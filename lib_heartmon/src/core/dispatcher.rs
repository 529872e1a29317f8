//! # Heart Data Dispatcher
//!
//! The single point of entry for sensor samples. One task runs the
//! dispatcher loop and owns everything that loop touches: the accumulation
//! buffer, the persisted-log writer and the tick timer. Nothing in here is
//! locked except the subscriber set, which external tasks mutate through a
//! `DispatcherHandle`.
//!
//! ## Core Design Principles:
//!
//! 1.  **Ingest never waits on a subscriber**: fan-out uses `try_send`. A full
//!     queue gets its subscription evicted on the spot; capture keeps going at
//!     sensor rate no matter how many subscribers there are or how slow.
//!
//! 2.  **Batch persistence**: samples accumulate in memory and are written once
//!     per tick as a `Timestamp` record followed by `HeartData`. Empty ticks
//!     write nothing.
//!
//! 3.  **Availability over completeness**: a failed log write is logged and
//!     that tick's samples are dropped. Ingest and fan-out carry on.

#![forbid(unsafe_code)]
#![warn(missing_docs, rust_2018_idioms, unused_qualifications)]

use std::io::{self, Write};
use std::sync::Arc;
use std::time::Duration;

use serde::{Deserialize, Serialize};
use tokio::sync::mpsc;
use tokio::sync::mpsc::error::TrySendError;
use tokio::time::MissedTickBehavior;
use tokio_util::sync::CancellationToken;

use crate::core::registry::{Registry, SubscriberId, Subscription, DEFAULT_QUEUE_CAPACITY};
use crate::records::{Record, RecordWriter, MAX_SAMPLES_PER_RECORD};

/// # Engine Options
///
/// Tunables for the dispatcher. The defaults match a 50-200 Hz sensor.
#[derive(Debug, Clone, PartialEq, Eq, Serialize, Deserialize)]
#[serde(rename_all = "camelCase", default)]
pub struct EngineOptions {
    /// Per-subscriber queue depth in samples.
    pub queue_capacity: usize,
    /// Initial capacity of the accumulation buffer. It grows if needed.
    pub buffer_capacity: usize,
    /// Milliseconds between log flushes.
    pub tick_interval_ms: u64,
    /// Depth of the producer-to-loop channel.
    pub ingest_capacity: usize,
}

impl EngineOptions {
    /// The tick period, never zero.
    pub fn tick_interval(&self) -> Duration {
        Duration::from_millis(self.tick_interval_ms.max(1))
    }
}

impl Default for EngineOptions {
    fn default() -> Self {
        Self {
            queue_capacity: DEFAULT_QUEUE_CAPACITY,
            // A sizing guess; a grown buffer is reused after each tick anyway.
            buffer_capacity: 210,
            tick_interval_ms: 1000,
            ingest_capacity: 256,
        }
    }
}

/// # Dispatcher Handle
///
/// The cloneable, thread-safe face of a running dispatcher: producers send
/// samples through it and consumers subscribe through it.
#[derive(Clone)]
pub struct DispatcherHandle {
    registry: Arc<Registry>,
    incoming: mpsc::Sender<u16>,
    stop: CancellationToken,
}

impl DispatcherHandle {
    /// Registers a new subscriber queue.
    pub fn subscribe(&self) -> Subscription {
        self.registry.insert()
    }

    /// Removes a subscriber. Removing one that is already gone does nothing.
    pub fn unsubscribe(&self, subscription: &Subscription) {
        self.registry.remove(subscription.id());
    }

    /// Hands a sample to the dispatcher loop. Fails only once the loop has
    /// stopped.
    pub async fn ingest(&self, sample: u16) -> Result<(), mpsc::error::SendError<u16>> {
        self.incoming.send(sample).await
    }

    /// Signals the dispatcher loop to finish.
    pub fn stop(&self) {
        self.stop.cancel();
    }

    /// A token that fires when the dispatcher is told to stop.
    pub fn stop_token(&self) -> CancellationToken {
        self.stop.clone()
    }

    /// Number of live subscribers.
    pub fn subscriber_count(&self) -> usize {
        self.registry.len()
    }
}

/// # Core Dispatcher
///
/// Owns the accumulation buffer and the log writer. Drive it with `run`, or
/// call `ingest`/`tick` directly when you own the scheduling yourself.
pub struct Dispatcher<W: Write> {
    readings: Vec<u16>,
    writer: RecordWriter<W>,
    registry: Arc<Registry>,
    fanout: Vec<(SubscriberId, mpsc::Sender<u16>)>,
    incoming: mpsc::Receiver<u16>,
    stop: CancellationToken,
    tick_interval: Duration,
}

impl<W: Write> Dispatcher<W> {
    /// Creates a dispatcher persisting to `log` and the handle used to feed
    /// and subscribe to it.
    pub fn new(log: W, options: &EngineOptions) -> (Self, DispatcherHandle) {
        let registry = Arc::new(Registry::new(options.queue_capacity));
        let (tx, rx) = mpsc::channel(options.ingest_capacity.max(1));
        let stop = CancellationToken::new();

        let dispatcher = Self {
            readings: Vec::with_capacity(options.buffer_capacity),
            writer: RecordWriter::new(log),
            registry: Arc::clone(&registry),
            fanout: Vec::new(),
            incoming: rx,
            stop: stop.clone(),
            tick_interval: options.tick_interval(),
        };
        let handle = DispatcherHandle {
            registry,
            incoming: tx,
            stop,
        };
        (dispatcher, handle)
    }

    /// Registers a new subscriber queue.
    pub fn subscribe(&self) -> Subscription {
        self.registry.insert()
    }

    /// Removes a subscriber; a no-op if it is already gone.
    pub fn unsubscribe(&self, subscription: &Subscription) {
        self.registry.remove(subscription.id());
    }

    /// # Ingest
    ///
    /// Buffers the sample for the next tick, then offers it to every current
    /// subscriber. A full queue is evicted; a queue whose receiver was dropped
    /// is removed quietly.
    pub fn ingest(&mut self, sample: u16) {
        self.readings.push(sample);

        self.registry.snapshot_into(&mut self.fanout);
        for (id, sender) in self.fanout.drain(..) {
            match sender.try_send(sample) {
                Ok(()) => {}
                Err(TrySendError::Full(_)) => {
                    self.registry.evict(id);
                }
                Err(TrySendError::Closed(_)) => {
                    self.registry.remove(id);
                }
            }
        }
    }

    /// # Tick
    ///
    /// Persists the buffered samples as `Timestamp` + `HeartData` and flushes.
    /// Does nothing if no samples arrived since the last tick.
    pub fn tick(&mut self) {
        if self.readings.is_empty() {
            return;
        }

        if let Err(e) = self.persist() {
            log::error!("Error writing {} heart samples: {}", self.readings.len(), e);
        }
        self.readings.clear();
    }

    fn persist(&mut self) -> io::Result<()> {
        self.writer.write_timestamp()?;
        for chunk in self.readings.chunks(MAX_SAMPLES_PER_RECORD) {
            self.writer.write_record(&Record::HeartData(chunk.to_vec()))?;
        }
        self.writer.flush()
    }

    /// Samples waiting for the next tick.
    pub fn pending(&self) -> &[u16] {
        &self.readings
    }

    /// The log writer's destination.
    pub fn log(&self) -> &W {
        self.writer.get_ref()
    }

    /// # Run
    ///
    /// The dispatcher loop. Ingests samples as they arrive and ticks on a
    /// fixed interval until the handle's `stop` fires or every handle is
    /// dropped. Every sample `ingest` accepted is persisted before the log
    /// writer is handed back, including ones still queued when `stop` fired.
    pub async fn run(mut self) -> io::Result<W> {
        let mut ticker = tokio::time::interval(self.tick_interval);
        ticker.set_missed_tick_behavior(MissedTickBehavior::Delay);
        // The first tick of an interval completes immediately.
        ticker.tick().await;

        log::info!("Dispatcher started, flushing every {:?}", self.tick_interval);
        loop {
            tokio::select! {
                biased;
                _ = self.stop.cancelled() => break,
                sample = self.incoming.recv() => match sample {
                    Some(sample) => self.ingest(sample),
                    None => break,
                },
                _ = ticker.tick() => self.tick(),
            }
        }

        self.incoming.close();
        while let Ok(sample) = self.incoming.try_recv() {
            self.ingest(sample);
        }
        self.tick();
        log::info!("Dispatcher stopped");
        self.writer.into_inner()
    }
}

#[cfg(test)]
mod tests {
    use super::*;
    use crate::records::RecordReader;
    use std::io::Cursor;
    use tokio::sync::mpsc::error::TryRecvError;

    fn records(bytes: &[u8]) -> Vec<Record> {
        RecordReader::new(Cursor::new(bytes))
            .collect::<Result<_, _>>()
            .unwrap()
    }

    #[test]
    fn test_full_subscriber_is_evicted_without_blocking() {
        let options = EngineOptions::default();
        let (mut dispatcher, _handle) = Dispatcher::new(Vec::new(), &options);
        let mut stuck = dispatcher.subscribe();
        let mut healthy = dispatcher.subscribe();

        for i in 0..=options.queue_capacity as u16 {
            dispatcher.ingest(i);
            // Keep one subscriber drained so it is never evicted.
            assert_eq!(healthy.try_recv(), Ok(i));
        }

        assert!(stuck.is_evicted());
        assert!(!healthy.is_evicted());

        // The queued samples are still readable, then the queue reports closed.
        let mut seen = 0;
        while stuck.try_recv().is_ok() {
            seen += 1;
        }
        assert_eq!(seen, options.queue_capacity);
        assert_eq!(stuck.try_recv(), Err(TryRecvError::Disconnected));

        // Later samples still reach the remaining subscriber.
        dispatcher.ingest(7);
        assert_eq!(healthy.try_recv(), Ok(7));
    }

    #[test]
    fn test_samples_arrive_in_ingest_order() {
        let (mut dispatcher, _handle) = Dispatcher::new(Vec::new(), &EngineOptions::default());
        let mut sub = dispatcher.subscribe();

        let sent: Vec<u16> = (0..1000).map(|i| (i * 37 % 1024) as u16).collect();
        for &sample in &sent {
            dispatcher.ingest(sample);
        }

        let received: Vec<u16> = std::iter::from_fn(|| sub.try_recv().ok()).collect();
        assert_eq!(received, sent);
    }

    #[test]
    fn test_empty_tick_writes_nothing() {
        let (mut dispatcher, _handle) = Dispatcher::new(Vec::new(), &EngineOptions::default());
        dispatcher.tick();
        assert!(dispatcher.log().is_empty());
    }

    #[test]
    fn test_tick_writes_timestamp_then_samples() {
        let (mut dispatcher, _handle) = Dispatcher::new(Vec::new(), &EngineOptions::default());
        for sample in [510, 505, 440] {
            dispatcher.ingest(sample);
        }
        dispatcher.tick();
        assert!(dispatcher.pending().is_empty());

        let written = records(dispatcher.log());
        assert_eq!(written.len(), 2);
        assert!(matches!(written[0], Record::Timestamp(_)));
        assert_eq!(written[1], Record::HeartData(vec![510, 505, 440]));

        // Nothing new arrived, so the next tick is silent.
        let len = dispatcher.log().len();
        dispatcher.tick();
        assert_eq!(dispatcher.log().len(), len);
    }

    #[test]
    fn test_oversized_tick_is_chunked() {
        let (mut dispatcher, _handle) = Dispatcher::new(Vec::new(), &EngineOptions::default());
        for i in 0..(MAX_SAMPLES_PER_RECORD + 5) {
            dispatcher.ingest((i % 1024) as u16);
        }
        dispatcher.tick();

        let written = records(dispatcher.log());
        assert_eq!(written.len(), 3);
        match (&written[1], &written[2]) {
            (Record::HeartData(a), Record::HeartData(b)) => {
                assert_eq!(a.len(), MAX_SAMPLES_PER_RECORD);
                assert_eq!(b.len(), 5);
            }
            other => panic!("unexpected records {other:?}"),
        }
    }

    struct FailingLog;

    impl Write for FailingLog {
        fn write(&mut self, _buf: &[u8]) -> io::Result<usize> {
            Err(io::Error::new(io::ErrorKind::Other, "disk full"))
        }
        fn flush(&mut self) -> io::Result<()> {
            Err(io::Error::new(io::ErrorKind::Other, "disk full"))
        }
    }

    #[test]
    fn test_write_failure_does_not_stop_ingest() {
        let (mut dispatcher, _handle) = Dispatcher::new(FailingLog, &EngineOptions::default());
        let mut sub = dispatcher.subscribe();

        dispatcher.ingest(1);
        dispatcher.tick();
        assert!(dispatcher.pending().is_empty());

        dispatcher.ingest(2);
        assert_eq!(sub.try_recv(), Ok(1));
        assert_eq!(sub.try_recv(), Ok(2));
    }

    #[test]
    fn test_dropped_receiver_is_removed_quietly() {
        let (mut dispatcher, handle) = Dispatcher::new(Vec::new(), &EngineOptions::default());
        let sub = dispatcher.subscribe();
        assert_eq!(handle.subscriber_count(), 1);
        drop(sub);

        dispatcher.ingest(3);
        assert_eq!(handle.subscriber_count(), 0);
    }

    #[test]
    fn test_unsubscribe_twice_is_harmless() {
        let (mut dispatcher, handle) = Dispatcher::new(Vec::new(), &EngineOptions::default());
        let mut sub = handle.subscribe();
        handle.unsubscribe(&sub);
        handle.unsubscribe(&sub);
        dispatcher.unsubscribe(&sub);

        dispatcher.ingest(4);
        assert_eq!(sub.try_recv(), Err(TryRecvError::Disconnected));
        assert!(!sub.is_evicted());
    }

    #[tokio::test(start_paused = true)]
    async fn test_run_loop_flushes_each_interval_and_on_stop() {
        let (dispatcher, handle) = Dispatcher::new(Vec::new(), &EngineOptions::default());
        let mut sub = handle.subscribe();
        let task = tokio::spawn(dispatcher.run());

        handle.ingest(500).await.unwrap();
        handle.ingest(440).await.unwrap();
        assert_eq!(sub.recv().await, Some(500));
        assert_eq!(sub.recv().await, Some(440));

        tokio::time::sleep(Duration::from_millis(1500)).await;
        handle.ingest(450).await.unwrap();
        assert_eq!(sub.recv().await, Some(450));

        handle.stop();
        let log = task.await.unwrap().unwrap();

        let written = records(&log);
        assert_eq!(written.len(), 4);
        assert!(matches!(written[0], Record::Timestamp(_)));
        assert_eq!(written[1], Record::HeartData(vec![500, 440]));
        assert!(matches!(written[2], Record::Timestamp(_)));
        assert_eq!(written[3], Record::HeartData(vec![450]));

        assert!(handle.ingest(1).await.is_err());
    }

    #[tokio::test]
    async fn test_samples_queued_before_stop_are_persisted() {
        let (dispatcher, handle) = Dispatcher::new(Vec::new(), &EngineOptions::default());
        let mut sub = handle.subscribe();

        for sample in [500, 440, 450] {
            handle.ingest(sample).await.unwrap();
        }
        handle.stop();
        let log = dispatcher.run().await.unwrap();

        let written = records(&log);
        assert_eq!(written.len(), 2);
        assert!(matches!(written[0], Record::Timestamp(_)));
        assert_eq!(written[1], Record::HeartData(vec![500, 440, 450]));

        // Subscribers still saw them.
        let received: Vec<u16> = std::iter::from_fn(|| sub.try_recv().ok()).collect();
        assert_eq!(received, vec![500, 440, 450]);
        assert!(handle.ingest(1).await.is_err());
    }
}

******

Count every line of the listing that includes the word "Deserialize", then give that count and no other words.

2